Hoodboi: Falcons is definitely a bigger hip hop head than myself. With Athletixx sets I play more house and clubbier kinds of music whereas he’ll go halftime which is a great balance.
Falcons: I was a hip hop guy before anything so that is kind of my core that comes before electronic music.
Hoodboi: And it’s pretty much the opposite for me but we balance each other out really well.
Who are you touring with? Any cities you haven’t hit before?
Hoodboi: This is my first headlining tour and I’ve got support from friends like Kittens, Falcons, and I think Lunice as well. There’s some Canadian cities I haven’t played in yet like Ottowa and Calgary. I’ve played everywhere else in the states but I have a new live show that I'm excited to share.
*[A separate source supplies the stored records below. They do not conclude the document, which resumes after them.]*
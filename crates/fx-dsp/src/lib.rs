//! fx-dsp: DSP primitives and kernels for the effects rack
//!
//! All processors allocate only in `new`/`prepare`-style constructors and
//! run allocation-free per sample or per block.
//!
//! ## Modules
//! - `smoothing` - One-pole parameter smoother with guaranteed settling
//! - `ring_buffer` - Power-of-two delay lines, linear/cubic/windowed-sinc readers
//! - `biquad` - TDF-II biquads (RBJ forms) with epsilon coefficient caching
//! - `filters` - TPT state-variable, ladder, one-pole, Thiran/Schroeder allpass
//! - `fft` - Real and complex FFT wrappers, Hermitian reconstruction
//! - `window` - Hann/Hamming/Blackman tables and overlap-add scheduler
//! - `dynamics` - Envelope followers, sliding peak, gain computer
//! - `modulation` - LFOs, Hilbert pair, delay-line pitch shifter
//! - `pitch` - Period detection and TD-PSOLA shifter with sinc fallback
//! - `phase_vocoder` - STFT pitch/time processor
//! - `impulse` - Impulse-response loading, validation and synthesis
//! - `convolution` - Uniform partitioned convolution with lock-free IR exchange
//! - `reverb` - Plate and spring diffusion networks
//! - `dynamic_eq` - Look-ahead dynamic EQ band

pub mod biquad;
pub mod convolution;
pub mod dynamic_eq;
pub mod dynamics;
pub mod fft;
pub mod filters;
pub mod impulse;
pub mod modulation;
pub mod phase_vocoder;
pub mod pitch;
pub mod reverb;
pub mod ring_buffer;
pub mod smoothing;
pub mod window;

use fx_core::Sample;

/// Trait for all DSP processors
pub trait Processor: Send {
    /// Reset processor state
    fn reset(&mut self);

    /// Get latency in samples
    fn latency(&self) -> usize {
        0
    }
}

/// Mono processor trait
pub trait MonoProcessor: Processor {
    /// Process a single sample
    fn process_sample(&mut self, input: Sample) -> Sample;

    /// Process a block of samples
    fn process_block(&mut self, buffer: &mut [Sample]) {
        for sample in buffer.iter_mut() {
            *sample = self.process_sample(*sample);
        }
    }
}

/// Next power of two at or above `n` (minimum 1)
#[inline]
pub fn next_pow2(n: usize) -> usize {
    n.max(1).next_power_of_two()
}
You’ll be touring soon for your EP as well. What are you most excited for?
Falcons: It’ll begin at the end of August and flow on throughout all of September and October. I’m most excited for Fool’s Gold Day Off in New York and a couple other festivals that will be announced soon.
When did you guys first begin working together?
Hoodboi: I used to throw parties in LA at Los Globos under the name The Melt. At some point I booked Falcons and he came a week early so we had him at Low End Theory. From there we just hung out a lot until he ended up moving to LA and we’ve been working ever since.
Falcons: I think its like you meet someone and you either get along and you’re cool or you really vibe and are able to take things further.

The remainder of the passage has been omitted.